> What is required
Copy every line of the data in which the word "contains" occurs.

Supplied entries START

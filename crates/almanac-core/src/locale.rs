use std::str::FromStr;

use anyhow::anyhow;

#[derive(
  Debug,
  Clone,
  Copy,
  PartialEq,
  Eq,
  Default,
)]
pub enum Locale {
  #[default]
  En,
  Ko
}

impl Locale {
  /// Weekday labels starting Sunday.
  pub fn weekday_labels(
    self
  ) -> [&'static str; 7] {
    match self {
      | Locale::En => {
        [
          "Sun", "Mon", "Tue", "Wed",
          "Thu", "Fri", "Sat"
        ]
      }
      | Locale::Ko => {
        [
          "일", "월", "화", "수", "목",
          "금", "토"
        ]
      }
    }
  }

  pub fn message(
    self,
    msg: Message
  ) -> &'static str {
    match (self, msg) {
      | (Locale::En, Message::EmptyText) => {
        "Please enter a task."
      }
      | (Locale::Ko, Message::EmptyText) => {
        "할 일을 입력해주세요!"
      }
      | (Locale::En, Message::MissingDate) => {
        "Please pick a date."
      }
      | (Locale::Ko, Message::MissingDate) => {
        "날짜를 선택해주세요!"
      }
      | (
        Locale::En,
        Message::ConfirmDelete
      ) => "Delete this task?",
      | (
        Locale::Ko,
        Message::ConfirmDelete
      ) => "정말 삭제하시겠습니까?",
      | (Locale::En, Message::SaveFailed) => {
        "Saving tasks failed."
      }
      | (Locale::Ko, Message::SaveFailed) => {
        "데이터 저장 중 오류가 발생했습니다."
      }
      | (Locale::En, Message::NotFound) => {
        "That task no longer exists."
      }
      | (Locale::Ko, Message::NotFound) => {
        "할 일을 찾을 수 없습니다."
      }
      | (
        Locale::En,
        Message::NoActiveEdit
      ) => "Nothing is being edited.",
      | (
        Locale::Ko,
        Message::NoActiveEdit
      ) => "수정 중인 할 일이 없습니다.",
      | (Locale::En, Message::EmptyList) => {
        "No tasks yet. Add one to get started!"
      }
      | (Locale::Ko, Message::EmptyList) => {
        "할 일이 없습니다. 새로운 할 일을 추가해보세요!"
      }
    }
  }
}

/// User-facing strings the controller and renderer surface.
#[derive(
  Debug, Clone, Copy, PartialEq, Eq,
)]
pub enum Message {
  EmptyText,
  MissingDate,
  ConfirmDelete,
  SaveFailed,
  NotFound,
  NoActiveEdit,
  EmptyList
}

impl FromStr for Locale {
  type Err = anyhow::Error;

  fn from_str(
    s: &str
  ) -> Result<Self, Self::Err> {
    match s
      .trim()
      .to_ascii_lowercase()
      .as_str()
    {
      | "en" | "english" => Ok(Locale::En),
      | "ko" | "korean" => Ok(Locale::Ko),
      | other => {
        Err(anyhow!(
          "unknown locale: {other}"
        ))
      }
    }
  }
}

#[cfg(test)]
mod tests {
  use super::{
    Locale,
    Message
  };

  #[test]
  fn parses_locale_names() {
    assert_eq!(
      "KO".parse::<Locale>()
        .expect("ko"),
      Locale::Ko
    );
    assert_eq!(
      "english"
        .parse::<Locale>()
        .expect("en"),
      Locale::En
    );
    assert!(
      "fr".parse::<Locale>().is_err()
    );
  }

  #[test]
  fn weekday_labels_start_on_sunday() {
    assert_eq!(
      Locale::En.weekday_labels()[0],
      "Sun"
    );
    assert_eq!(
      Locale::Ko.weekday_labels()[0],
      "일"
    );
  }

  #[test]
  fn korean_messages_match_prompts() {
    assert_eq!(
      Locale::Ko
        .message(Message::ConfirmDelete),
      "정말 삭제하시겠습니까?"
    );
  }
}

Supplied entries END
Supplied entries START

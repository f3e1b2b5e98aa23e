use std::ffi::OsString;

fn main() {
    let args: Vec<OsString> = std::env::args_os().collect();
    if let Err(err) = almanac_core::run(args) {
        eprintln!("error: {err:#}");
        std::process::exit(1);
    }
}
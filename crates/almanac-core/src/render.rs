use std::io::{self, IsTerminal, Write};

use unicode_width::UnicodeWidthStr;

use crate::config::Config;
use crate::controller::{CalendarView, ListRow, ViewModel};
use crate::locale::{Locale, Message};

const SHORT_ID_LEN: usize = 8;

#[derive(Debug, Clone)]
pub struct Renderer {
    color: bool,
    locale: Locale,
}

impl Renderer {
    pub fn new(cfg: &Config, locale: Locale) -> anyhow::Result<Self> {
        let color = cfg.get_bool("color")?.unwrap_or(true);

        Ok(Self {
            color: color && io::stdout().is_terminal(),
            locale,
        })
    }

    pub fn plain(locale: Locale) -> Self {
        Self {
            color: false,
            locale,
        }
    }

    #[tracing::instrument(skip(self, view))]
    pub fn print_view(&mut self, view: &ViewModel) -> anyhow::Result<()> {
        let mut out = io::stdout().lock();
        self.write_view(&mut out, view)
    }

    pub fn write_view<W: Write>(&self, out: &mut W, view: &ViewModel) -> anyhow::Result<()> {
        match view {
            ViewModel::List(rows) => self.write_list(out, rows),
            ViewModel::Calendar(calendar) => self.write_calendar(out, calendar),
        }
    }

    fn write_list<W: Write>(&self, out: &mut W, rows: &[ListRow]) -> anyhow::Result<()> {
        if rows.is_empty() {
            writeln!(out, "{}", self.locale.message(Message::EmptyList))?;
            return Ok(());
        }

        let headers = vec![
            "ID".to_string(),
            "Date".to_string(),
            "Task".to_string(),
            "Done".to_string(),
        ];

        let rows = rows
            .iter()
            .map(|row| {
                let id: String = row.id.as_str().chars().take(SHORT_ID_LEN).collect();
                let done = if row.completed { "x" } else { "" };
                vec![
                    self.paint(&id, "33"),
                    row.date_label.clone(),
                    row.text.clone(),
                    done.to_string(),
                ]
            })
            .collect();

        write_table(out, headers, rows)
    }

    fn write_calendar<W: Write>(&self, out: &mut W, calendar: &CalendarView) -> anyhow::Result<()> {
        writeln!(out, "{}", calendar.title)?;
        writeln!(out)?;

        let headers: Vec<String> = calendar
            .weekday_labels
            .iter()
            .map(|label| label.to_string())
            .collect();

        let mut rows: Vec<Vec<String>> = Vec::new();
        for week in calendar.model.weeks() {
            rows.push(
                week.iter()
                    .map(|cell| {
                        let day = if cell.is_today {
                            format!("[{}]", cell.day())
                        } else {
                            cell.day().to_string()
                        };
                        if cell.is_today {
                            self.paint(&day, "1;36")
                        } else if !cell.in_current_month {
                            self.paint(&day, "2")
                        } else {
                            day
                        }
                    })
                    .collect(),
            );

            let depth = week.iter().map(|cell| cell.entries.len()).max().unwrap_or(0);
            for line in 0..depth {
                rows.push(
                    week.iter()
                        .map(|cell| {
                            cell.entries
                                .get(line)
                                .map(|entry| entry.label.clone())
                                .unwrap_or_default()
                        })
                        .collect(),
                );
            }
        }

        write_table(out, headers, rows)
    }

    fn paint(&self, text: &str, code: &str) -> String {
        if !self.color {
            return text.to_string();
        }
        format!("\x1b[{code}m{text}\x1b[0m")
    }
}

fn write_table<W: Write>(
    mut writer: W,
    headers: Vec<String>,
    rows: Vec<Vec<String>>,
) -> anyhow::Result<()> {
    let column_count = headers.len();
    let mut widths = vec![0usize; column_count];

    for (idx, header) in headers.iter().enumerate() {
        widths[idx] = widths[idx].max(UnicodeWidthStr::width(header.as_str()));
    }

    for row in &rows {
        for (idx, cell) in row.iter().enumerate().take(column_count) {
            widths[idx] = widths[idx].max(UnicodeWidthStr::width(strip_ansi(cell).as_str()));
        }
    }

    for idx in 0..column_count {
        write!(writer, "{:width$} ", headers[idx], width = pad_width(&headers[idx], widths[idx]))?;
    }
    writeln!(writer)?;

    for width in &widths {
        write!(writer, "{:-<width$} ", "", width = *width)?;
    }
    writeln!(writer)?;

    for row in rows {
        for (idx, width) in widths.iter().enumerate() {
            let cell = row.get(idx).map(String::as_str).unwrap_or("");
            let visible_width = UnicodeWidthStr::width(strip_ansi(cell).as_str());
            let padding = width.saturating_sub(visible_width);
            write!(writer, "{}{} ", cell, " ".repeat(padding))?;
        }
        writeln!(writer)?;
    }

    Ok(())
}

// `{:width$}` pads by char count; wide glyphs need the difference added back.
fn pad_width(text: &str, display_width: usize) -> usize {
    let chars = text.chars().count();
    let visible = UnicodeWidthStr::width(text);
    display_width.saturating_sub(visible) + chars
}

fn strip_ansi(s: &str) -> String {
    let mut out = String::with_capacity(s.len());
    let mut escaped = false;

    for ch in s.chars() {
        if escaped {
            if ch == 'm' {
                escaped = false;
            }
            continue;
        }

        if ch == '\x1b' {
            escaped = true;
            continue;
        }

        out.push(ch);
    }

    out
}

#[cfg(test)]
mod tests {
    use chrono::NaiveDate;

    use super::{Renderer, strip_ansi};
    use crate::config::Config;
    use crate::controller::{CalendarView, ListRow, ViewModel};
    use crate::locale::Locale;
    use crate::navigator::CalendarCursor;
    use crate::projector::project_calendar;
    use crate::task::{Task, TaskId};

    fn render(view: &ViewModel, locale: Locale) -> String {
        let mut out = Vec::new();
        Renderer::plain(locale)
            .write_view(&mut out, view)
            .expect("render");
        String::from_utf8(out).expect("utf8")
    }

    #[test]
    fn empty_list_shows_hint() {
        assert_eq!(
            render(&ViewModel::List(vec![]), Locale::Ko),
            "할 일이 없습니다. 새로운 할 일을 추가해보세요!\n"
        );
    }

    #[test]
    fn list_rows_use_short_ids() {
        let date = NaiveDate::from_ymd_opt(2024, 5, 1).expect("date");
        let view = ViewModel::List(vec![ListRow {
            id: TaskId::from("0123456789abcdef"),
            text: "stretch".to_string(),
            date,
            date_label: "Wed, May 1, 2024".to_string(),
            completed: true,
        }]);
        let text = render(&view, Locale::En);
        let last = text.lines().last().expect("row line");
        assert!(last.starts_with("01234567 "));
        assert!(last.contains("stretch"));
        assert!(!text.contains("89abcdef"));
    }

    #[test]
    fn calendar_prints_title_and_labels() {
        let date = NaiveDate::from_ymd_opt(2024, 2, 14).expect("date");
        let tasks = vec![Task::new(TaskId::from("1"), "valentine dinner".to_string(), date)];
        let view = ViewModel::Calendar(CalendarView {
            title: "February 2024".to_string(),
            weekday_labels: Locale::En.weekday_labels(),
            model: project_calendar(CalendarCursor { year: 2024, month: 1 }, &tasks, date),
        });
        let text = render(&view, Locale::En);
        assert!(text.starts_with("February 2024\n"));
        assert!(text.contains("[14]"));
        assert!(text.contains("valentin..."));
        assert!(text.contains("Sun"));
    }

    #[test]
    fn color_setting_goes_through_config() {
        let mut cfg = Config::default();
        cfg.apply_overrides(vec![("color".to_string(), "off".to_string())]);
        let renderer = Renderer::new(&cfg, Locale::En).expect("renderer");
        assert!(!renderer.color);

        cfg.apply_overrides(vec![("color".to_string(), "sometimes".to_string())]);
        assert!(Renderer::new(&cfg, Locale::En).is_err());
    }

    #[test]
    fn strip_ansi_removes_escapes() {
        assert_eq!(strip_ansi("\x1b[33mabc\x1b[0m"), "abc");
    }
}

Supplied entries END

> Task solution
        assert!(last.contains("stretch"));
        assert!(!text.contains("89abcdef"));
        assert!(text.contains("[14]"));
        assert!(text.contains("valentin..."));
        assert!(text.contains("Sun"));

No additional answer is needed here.